What do Easter Island and Stonehenge have in common?
Out of all the mysterious structures in the world, the Easter Island Moai and the large slabs of Stonehenge are perhaps the most famous. They achieved their fame for similar reasons — being too large to have been dragged from far away, then somehow constructed using the limited technology available at the time.
Is Stonehenge and Easter Island the same thing?
Easter Island is famous for its 887 extant monumental statues which are also known as Moai, created by the ancient people. UNESCO named Easter Island as a World Heritage site in the year 1995. Stonehenge is a prehistoric monument in England 3km from Amesbury.
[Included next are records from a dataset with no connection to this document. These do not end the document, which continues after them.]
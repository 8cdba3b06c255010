// Include handlers module directly from handlers.rs
#[path = "handlers.rs"]
pub mod handlers;

// Re-export commonly used handler functions for convenience
pub use handlers::{
    SAMPLE_POSTS,
    render_report,
    resolve_db_path,
};

// Re-export classification functionality from harmwatch-core
pub use harmwatch_core::batch::{
    ClassifyOptions, ClassifyProgressCallback, execute_classification,
    generate_classification_summary,
};

pub const CLAP_STYLING: clap::builder::styling::Styles = clap::builder::styling::Styles::styled()
    .header(clap_cargo::style::HEADER)
    .usage(clap_cargo::style::USAGE)
    .literal(clap_cargo::style::LITERAL)
    .placeholder(clap_cargo::style::PLACEHOLDER)
    .error(clap_cargo::style::ERROR)
    .valid(clap_cargo::style::VALID)
    .invalid(clap_cargo::style::INVALID);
What is the theory behind Easter Island?
The moai were likely not representations of aliens (as proposed by some authors) but played a role in religious rites. They are explained as holy sites to venerate the mana, the lifeforce of the ancestors, as burial sites, or as symbolic protectors of the island.
What do the stone statues on Easter Island represent?
They stand with their backs to the sea and are believed by most archaeologists to represent the spirits of ancestors, chiefs, or other high-ranking males who held important positions in the history of Easter Island, or Rapa Nui, the name given by the indigenous people to their island in the 1860s.
Why was Stonehenge built?
Stonehenge was built as a burial site One theory suggests that Stonehenge was used as a Late Neolithic burial site and a monument to the dead – or at least it was for 500 years during the first two phases of its construction from ~3,000 BC until the monuments were erected in ~2,500 BC.
What is the antipode of Easter Island?
Easter Island is antipodal to an area close to Desert National Park, 35 km (22 mi) from Jaisalmer, India. The only town on Easter Island, Hanga Roa, is antipodal to the village of Serawa 46 km (29 mi) northeast of Jaisalmer.
What do archeologist think killed the original inhabitants of Easter Island?
Island tradition claims that around 1680, after peacefully coexisting for many years, one of the island’s two main groups, known as the Short-Ears, rebelled against the Long-Ears, burning many of them to death on a pyre constructed along an ancient ditch at Poike, on the island’s far northeastern coast.